BEGIN
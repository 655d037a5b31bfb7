//! # Configuration Module
//!
//! OpenID 인증 백엔드의 설정 관리를 담당하는 모듈입니다.
//! 환경 변수 기반의 호스트 설정과, 계층형 OpenID 스트래티지 설정을 다룹니다.
//!
//! ## 모듈 구성
//!
//! - [`data_config`] - 실행 환경, 서버 호스트/포트, 콜백 URL 생성
//! - [`auth_config`] - 호스트 애플리케이션의 전역 인증 설정
//! - [`openid_config`] - 네 계층 설정 병합과 검증 (`resolve`)
//!
//! ## 설계 원칙
//!
//! ### 1. 활성화 시점 검증
//!
//! 설정 오류는 요청 처리 중이 아니라 스트래티지 활성화 전에 드러나야 합니다.
//! 필수 값(name, Strategy, apiKey, realm)이 빠지면 `ConfigError` 로 즉시 실패합니다.
//!
//! ### 2. 결정적 병합
//!
//! 같은 입력 계층은 항상 같은 유효 설정을 만듭니다.
//!
//! ## 환경 변수 설정 가이드
//!
//! ```bash
//! # 서버 주소 (returnURL 생성에 사용)
//! export HOST="localhost"
//! export PORT="3030"
//! export ENVIRONMENT="development"
//!
//! # 전역 인증 설정
//! export AUTH_SETTINGS_FILE="config/authentication.json"
//! ```

pub mod data_config;
pub mod auth_config;
pub mod openid_config;

pub use data_config::*;
pub use auth_config::*;
pub use openid_config::*;
//! # Application Error Handling System
//!
//! OpenID 인증 백엔드의 통합 에러 처리 시스템입니다.
//! 에러는 발생 시점에 따라 세 계층으로 나뉩니다.
//!
//! | 계층 | 타입 | 발생 시점 | 처리 방식 |
//! |------|------|-----------|-----------|
//! | 설정 | [`ConfigError`] | 활성화(activation) 시점 | 즉시 실패, 스트래티지 등록 중단 |
//! | 저장소 | [`StoreError`] | 요청 처리 중 | 검증 결과로 전달 |
//! | 애플리케이션 | [`AppError`] | 요청 처리 중 | HTTP 응답으로 변환 가능 |
//!
//! ## HTTP 응답 매핑
//!
//! | AppError | HTTP Status |
//! |----------|-------------|
//! | `ValidationError` | 400 Bad Request |
//! | `NotFound` | 404 Not Found |
//! | `ConflictError` | 409 Conflict |
//! | `AuthenticationError` | 401 Unauthorized |
//! | 그 외 (`Configuration` 포함) | 500 Internal Server Error |
//!
//! ## 사용 예제
//!
//! ```rust,ignore
//! use crate::core::errors::{AppError, StoreError};
//!
//! let docs = collection.find(filter).await
//!     .map_err(|e| StoreError::Failed(AppError::DatabaseError(e.to_string())))?;
//! ```

use thiserror::Error;

/// 애플리케이션 전역 에러 타입
///
/// 요청 처리 중 발생하는 모든 런타임 에러를 포괄합니다.
/// 설정 에러는 `Configuration` 변형으로 감싸져 전달됩니다.
#[derive(Error, Debug)]
pub enum AppError {
    /// 데이터베이스 관련 에러 (500 Internal Server Error)
    #[error("Database error: {0}")]
    DatabaseError(String),

    /// 입력값 검증 에러 (400 Bad Request)
    ///
    /// 식별자가 없는 엔티티를 업데이트하려는 경우 등에 사용됩니다.
    #[error("Validation error: {0}")]
    ValidationError(String),

    /// 리소스 찾을 수 없음 에러 (404 Not Found)
    #[error("Not found: {0}")]
    NotFound(String),

    /// 충돌/중복 에러 (409 Conflict)
    ///
    /// 저장소의 유니크 제약 조건 위반 시 발생합니다.
    #[error("Conflict error: {0}")]
    ConflictError(String),

    /// 인증 실패 에러 (401 Unauthorized)
    #[error("Authentication error: {0}")]
    AuthenticationError(String),

    /// 외부 서비스 에러 (500 Internal Server Error)
    #[error("External service error: {0}")]
    ExternalServiceError(String),

    /// 설정 에러 (500 Internal Server Error)
    #[error("Configuration error: {0}")]
    Configuration(#[from] ConfigError),

    /// 내부 서버 에러 (500 Internal Server Error)
    #[error("Internal server error: {0}")]
    InternalError(String),
}

impl actix_web::ResponseError for AppError {
    /// HTTP 에러 응답을 생성합니다.
    ///
    /// 호스트 애플리케이션이 검증 실패를 그대로 반환할 때 사용되며,
    /// 모든 에러는 `{ "error": "..." }` 형식의 JSON으로 변환됩니다.
    fn error_response(&self) -> actix_web::HttpResponse {
        use actix_web::http::StatusCode;

        let status = match self {
            AppError::ValidationError(_) => StatusCode::BAD_REQUEST,
            AppError::NotFound(_) => StatusCode::NOT_FOUND,
            AppError::ConflictError(_) => StatusCode::CONFLICT,
            AppError::AuthenticationError(_) => StatusCode::UNAUTHORIZED,
            _ => StatusCode::INTERNAL_SERVER_ERROR,
        };

        actix_web::HttpResponse::build(status)
            .json(serde_json::json!({
                "error": self.to_string()
            }))
    }
}

/// 설정 단계 에러
///
/// 스트래티지 설정 해석(resolve) 및 활성화(activate) 단계에서만 발생합니다.
/// 이 에러가 발생하면 스트래티지나 검증기는 어떤 것도 등록되지 않습니다.
#[derive(Error, Debug, Clone, PartialEq)]
pub enum ConfigError {
    /// 호스트 앱에 인증 계층이 초기화되지 않음
    #[error("authentication is not initialized on the host application; configure authentication before the OpenID strategy")]
    AuthenticationNotInitialized,

    #[error("missing strategy name: you must provide a strategy 'name'")]
    MissingStrategyName,

    #[error("missing Strategy: you must provide an OpenID strategy implementation")]
    MissingStrategy,

    #[error("missing apiKey: provide an 'apiKey' in the authentication settings or pass one explicitly")]
    MissingApiKey,

    #[error("missing realm: provide a 'realm' in the authentication settings or pass one explicitly")]
    MissingRealm,

    /// 엔티티 저장소 참조가 전혀 지정되지 않음
    #[error("missing service: no entity store reference was configured")]
    MissingService,

    /// 이름으로 지정된 저장소가 호스트에 등록되어 있지 않음
    #[error("service '{0}' does not exist; register the entity store before activating the OpenID strategy")]
    ServiceNotFound(String),

    /// 병합된 설정이 기대한 형태가 아님 (예: `session`이 불리언이 아님)
    #[error("invalid OpenID settings: {0}")]
    InvalidSettings(String),

    /// 환경 변수 또는 설정 파일 로드 실패
    #[error("environment configuration error: {0}")]
    Environment(String),
}

/// 엔티티 저장소 연산 에러
///
/// 저장소 어댑터는 에러 값과 함께 실패하거나(`Failed`),
/// 에러 값 없이 거부(`Rejected`)할 수 있습니다.
/// 후자는 일부 어댑터의 "결과 없음" 관례를 위한 호환용이며,
/// 검증기 외의 새로운 호출 지점에서는 사용하지 않습니다.
#[derive(Error, Debug)]
pub enum StoreError {
    #[error(transparent)]
    Failed(#[from] AppError),

    #[error("store operation was rejected without an error value")]
    Rejected,
}

/// 편의성을 위한 Result 타입 별칭
pub type AppResult<T> = Result<T, AppError>;

/// 저장소 연산 Result 타입 별칭
pub type StoreResult<T> = Result<T, StoreError>;

/// 외부 라이브러리 에러를 AppError로 변환하는 확장 trait
pub trait ErrorContext<T> {
    /// 컨텍스트 정보와 함께 에러를 변환합니다.
    fn context(self, msg: &str) -> AppResult<T>;

    /// 클로저를 사용하여 지연 평가된 컨텍스트를 제공합니다.
    fn with_context<F>(self, f: F) -> AppResult<T>
    where
        F: FnOnce() -> String;
}

impl<T, E> ErrorContext<T> for Result<T, E>
where
    E: std::fmt::Display,
{
    fn context(self, msg: &str) -> AppResult<T> {
        self.map_err(|e| AppError::InternalError(format!("{}: {}", msg, e)))
    }

    fn with_context<F>(self, f: F) -> AppResult<T>
    where
        F: FnOnce() -> String,
    {
        self.map_err(|e| AppError::InternalError(format!("{}: {}", f(), e)))
    }
}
END
Problem details:
Where a line above contains the string "InternalError", tally it, then give the number alone.

Output for this task:
3